(The records Opens)

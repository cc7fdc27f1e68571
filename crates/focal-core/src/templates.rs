//! Built-in note templates.
//!
//! Accounts can also mark their own notes as templates; those live in
//! the database. The ones here ship with the product and are addressed
//! by a stable string id instead of a UUID.

use serde::Serialize;

/// A note template shipped with the product.
#[derive(Debug, Clone, Copy, PartialEq, Eq, Serialize)]
pub struct BuiltinTemplate {
    pub id: &'static str,
    pub title: &'static str,
    pub emoji: &'static str,
    /// Markdown body the new note is seeded with.
    #[serde(rename = "content")]
    pub body: &'static str,
    /// Doubles as the note_type of notes created from the template.
    pub category: &'static str,
}

pub const BUILTIN_TEMPLATES: [BuiltinTemplate; 3] = [
    BuiltinTemplate {
        id: "meeting-notes",
        title: "Meeting Notes",
        emoji: "👥",
        category: "meeting",
        body: "# Meeting Notes

## 📅 Meeting Info
- **Date**:
- **Time**:
- **Attendees**:
- **Location**:

## 📋 Agenda
1.
2.
3.

## 💡 Discussion


## ✅ Decisions


## 📝 Action Items
- [ ]
- [ ]
- [ ]

## 📌 Next Meeting
- **Date**:
- **Agenda**:
",
    },
    BuiltinTemplate {
        id: "daily-planning",
        title: "Daily Plan",
        emoji: "📋",
        category: "planning",
        body: "# Today's Plan

## 🎯 Top Goals
1.
2.
3.

## ⏰ Schedule
- **09:00 - 10:00**:
- **10:00 - 12:00**:
- **13:00 - 15:00**:
- **15:00 - 17:00**:
- **17:00 - 18:00**:

## 📞 Meetings


## 🧠 Learning


## 💭 Ideas


## 🌟 Wins
-
-
-
",
    },
    BuiltinTemplate {
        id: "project-brief",
        title: "Project Brief",
        emoji: "🚀",
        category: "project",
        body: "# Project Brief

## 📖 Overview
**Project**:
**Timeline**:
**Owner**:

## 🎯 Goals
### Primary Goals

### Success Metrics

## 📊 Current State
### Problem

### Opportunity

## 💡 Solution
### Approach

### Key Features

## 📅 Milestones
- **Phase 1**:
- **Phase 2**:
- **Phase 3**:

## 💰 Budget


## 🚨 Risks


## 📈 Expected Impact
",
    },
];

/// Look up a built-in template by its stable id.
pub fn builtin_template(id: &str) -> Option<&'static BuiltinTemplate> {
    BUILTIN_TEMPLATES.iter().find(|t| t.id == id)
}

#[cfg(test)]
mod tests {
    use super::*;

    #[test]
    fn test_lookup_by_id() {
        let template = builtin_template("meeting-notes").unwrap();
        assert_eq!(template.title, "Meeting Notes");
        assert_eq!(template.category, "meeting");
    }

    #[test]
    fn test_unknown_id() {
        assert!(builtin_template("retrospective").is_none());
    }

    #[test]
    fn test_ids_are_unique() {
        let mut ids: Vec<&str> = BUILTIN_TEMPLATES.iter().map(|t| t.id).collect();
        ids.sort_unstable();
        ids.dedup();
        assert_eq!(ids.len(), BUILTIN_TEMPLATES.len());
    }

    #[test]
    fn test_bodies_are_markdown_documents() {
        for template in &BUILTIN_TEMPLATES {
            assert!(template.body.starts_with("# "), "{}", template.id);
            assert!(!template.emoji.is_empty());
        }
    }

    #[test]
    fn test_serializes_body_as_content() {
        let value = serde_json::to_value(builtin_template("daily-planning").unwrap()).unwrap();
        assert!(value["content"].as_str().unwrap().contains("Top Goals"));
        assert!(value.get("body").is_none());
    }
}
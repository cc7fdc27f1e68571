//! OpenAI-compatible text-generation client.

use std::time::Duration;

use reqwest::Client;
use tracing::{debug, info};

use focal_core::{Error, Result};

use crate::types::{
    ChatCompletionRequest, ChatCompletionResponse, ChatMessage, OpenAIError, OpenAIErrorResponse,
};

/// Default API endpoint.
pub const DEFAULT_BASE_URL: &str = "https://api.openai.com/v1";

/// Default generation model.
pub const DEFAULT_GEN_MODEL: &str = "gpt-4o-mini";

/// Default request timeout in seconds.
pub const DEFAULT_TIMEOUT_SECS: u64 = 10;

/// Configuration for the generation client.
#[derive(Debug, Clone)]
pub struct GenerationConfig {
    /// Base URL for the API endpoint.
    pub base_url: String,
    /// API key for authentication (optional for local endpoints).
    pub api_key: Option<String>,
    /// Model to use for generation.
    pub model: String,
    /// Request timeout in seconds.
    pub timeout_seconds: u64,
}

impl Default for GenerationConfig {
    fn default() -> Self {
        Self {
            base_url: DEFAULT_BASE_URL.to_string(),
            api_key: None,
            model: DEFAULT_GEN_MODEL.to_string(),
            timeout_seconds: DEFAULT_TIMEOUT_SECS,
        }
    }
}

/// Client for an OpenAI-compatible chat-completions endpoint.
///
/// This is the raw transport; it surfaces errors as [`Error::Generation`].
/// The adapter modules (coach, sentiment, estimate, chat) wrap every call
/// in a fallback so request handlers never see these failures.
pub struct GenerationClient {
    client: Client,
    config: GenerationConfig,
}

impl GenerationClient {
    /// Create a new client with the given configuration.
    pub fn new(config: GenerationConfig) -> Result<Self> {
        let client = Client::builder()
            .timeout(Duration::from_secs(config.timeout_seconds))
            .build()
            .map_err(|e| Error::Config(format!("Failed to create HTTP client: {}", e)))?;

        info!(
            "Initializing generation client: url={}, model={}",
            config.base_url, config.model
        );

        Ok(Self { client, config })
    }

    /// Create from environment variables.
    ///
    /// Reads `OPENAI_BASE_URL`, `OPENAI_API_KEY`, `OPENAI_GEN_MODEL`, and
    /// `OPENAI_TIMEOUT_SECONDS`, falling back to the defaults above.
    pub fn from_env() -> Result<Self> {
        let config = GenerationConfig {
            base_url: std::env::var("OPENAI_BASE_URL")
                .unwrap_or_else(|_| DEFAULT_BASE_URL.to_string()),
            api_key: std::env::var("OPENAI_API_KEY").ok(),
            model: std::env::var("OPENAI_GEN_MODEL")
                .unwrap_or_else(|_| DEFAULT_GEN_MODEL.to_string()),
            timeout_seconds: std::env::var("OPENAI_TIMEOUT_SECONDS")
                .ok()
                .and_then(|s| s.parse().ok())
                .unwrap_or(DEFAULT_TIMEOUT_SECS),
        };

        Self::new(config)
    }

    /// Whether an API key is present. Adapters short-circuit to their
    /// fallbacks when it is not, so no request ever leaves the process.
    pub fn is_configured(&self) -> bool {
        self.config.api_key.is_some()
    }

    /// Get the current configuration.
    pub fn config(&self) -> &GenerationConfig {
        &self.config
    }

    /// Build a request with authentication if configured.
    fn build_request(&self, endpoint: &str) -> reqwest::RequestBuilder {
        let url = format!("{}{}", self.config.base_url.trim_end_matches('/'), endpoint);
        let mut req = self.client.post(&url);

        if let Some(ref api_key) = self.config.api_key {
            req = req.header("Authorization", format!("Bearer {}", api_key));
        }

        req.header("Content-Type", "application/json")
    }

    /// Run one chat completion and return the first choice's content.
    ///
    /// An empty `system` sends the prompt as a bare user message.
    pub async fn complete(
        &self,
        system: &str,
        prompt: &str,
        max_tokens: u32,
        temperature: f32,
    ) -> Result<String> {
        debug!(
            "Generating with model {}, prompt length: {}",
            self.config.model,
            prompt.len()
        );

        let mut messages = Vec::new();

        if !system.is_empty() {
            messages.push(ChatMessage {
                role: "system".to_string(),
                content: system.to_string(),
            });
        }

        messages.push(ChatMessage {
            role: "user".to_string(),
            content: prompt.to_string(),
        });

        let request = ChatCompletionRequest {
            model: self.config.model.clone(),
            messages,
            max_tokens,
            temperature,
        };

        let response = self
            .build_request("/chat/completions")
            .json(&request)
            .send()
            .await
            .map_err(|e| Error::Generation(format!("Request failed: {}", e)))?;

        if !response.status().is_success() {
            let status = response.status();
            let body: OpenAIErrorResponse = response.json().await.unwrap_or(OpenAIErrorResponse {
                error: OpenAIError {
                    message: "Unknown error".to_string(),
                    error_type: "unknown".to_string(),
                    code: None,
                },
            });
            return Err(Error::Generation(format!(
                "Generation service returned {}: {}",
                status, body.error.message
            )));
        }

        let result: ChatCompletionResponse = response
            .json()
            .await
            .map_err(|e| Error::Generation(format!("Failed to parse response: {}", e)))?;

        let content = result
            .choices
            .first()
            .map(|c| c.message.content.clone())
            .unwrap_or_default();

        debug!("Generation complete, response length: {}", content.len());
        Ok(content)
    }
}

#[cfg(test)]
mod tests {
    use super::*;

    #[test]
    fn test_default_config() {
        let config = GenerationConfig::default();
        assert_eq!(config.base_url, DEFAULT_BASE_URL);
        assert_eq!(config.model, "gpt-4o-mini");
        assert_eq!(config.timeout_seconds, 10);
        assert!(config.api_key.is_none());
    }
}
//! Bearer session repository implementation.

use async_trait::async_trait;
use chrono::{DateTime, Utc};
use sqlx::{Pool, Postgres, Row};
use uuid::Uuid;

use focal_core::{Account, Error, Result, Session, SessionRepository};

use crate::accounts::map_account;

fn map_session(row: sqlx::postgres::PgRow) -> Session {
    Session {
        id: row.get("id"),
        account_id: row.get("account_id"),
        token_hash: row.get("token_hash"),
        expires_at: row.get("expires_at"),
        created_at: row.get("created_at"),
    }
}

/// PostgreSQL implementation of SessionRepository.
#[derive(Clone)]
pub struct PgSessionRepository {
    pool: Pool<Postgres>,
}

impl PgSessionRepository {
    pub fn new(pool: Pool<Postgres>) -> Self {
        Self { pool }
    }
}

#[async_trait]
impl SessionRepository for PgSessionRepository {
    async fn insert(
        &self,
        account_id: Uuid,
        token_hash: &str,
        expires_at: DateTime<Utc>,
    ) -> Result<Session> {
        let id = Uuid::now_v7();

        let row = sqlx::query(
            "INSERT INTO sessions (id, account_id, token_hash, expires_at) \
             VALUES ($1, $2, $3, $4) \
             RETURNING id, account_id, token_hash, expires_at, created_at",
        )
        .bind(id)
        .bind(account_id)
        .bind(token_hash)
        .bind(expires_at)
        .fetch_one(&self.pool)
        .await
        .map_err(Error::Database)?;

        Ok(map_session(row))
    }

    async fn resolve(&self, token_hash: &str) -> Result<Option<Account>> {
        let row = sqlx::query(
            "SELECT id, email, username, password_hash, avatar_url, theme, timezone, language, \
             plan, work_start_time, work_end_time, break_duration, focus_session_duration, \
             ai_coaching_enabled, ai_notifications_enabled, ai_analysis_frequency, \
             notion_enabled, github_enabled, last_login_at, created_at, updated_at \
             FROM accounts WHERE id = (\
                 SELECT account_id FROM sessions \
                 WHERE token_hash = $1 AND expires_at > now())",
        )
        .bind(token_hash)
        .fetch_optional(&self.pool)
        .await
        .map_err(Error::Database)?;

        Ok(row.map(map_account))
    }

    async fn revoke(&self, token_hash: &str) -> Result<bool> {
        let result = sqlx::query("DELETE FROM sessions WHERE token_hash = $1")
            .bind(token_hash)
            .execute(&self.pool)
            .await
            .map_err(Error::Database)?;

        Ok(result.rows_affected() > 0)
    }

    async fn purge_expired(&self) -> Result<i64> {
        let result = sqlx::query("DELETE FROM sessions WHERE expires_at <= now()")
            .execute(&self.pool)
            .await
            .map_err(Error::Database)?;

        Ok(result.rows_affected() as i64)
    }
}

(The records Closes)

Problem requirements ▸
Begin with the top line of the material and go as far as the line with "pub body: &'static". Set down those lines exactly, both ends included, and nothing more.

Task result ▸
repository cc7fdc27f1e68571
filename crates/focal-core/src/templates.rs
//! Built-in note templates.
//!
//! Accounts can also mark their own notes as templates; those live in
//! the database. The ones here ship with the product and are addressed
//! by a stable string id instead of a UUID.

use serde::Serialize;

/// A note template shipped with the product.
#[derive(Debug, Clone, Copy, PartialEq, Eq, Serialize)]
pub struct BuiltinTemplate {
    pub id: &'static str,
    pub title: &'static str,
    pub emoji: &'static str,
    /// Markdown body the new note is seeded with.
    #[serde(rename = "content")]
    pub body: &'static str,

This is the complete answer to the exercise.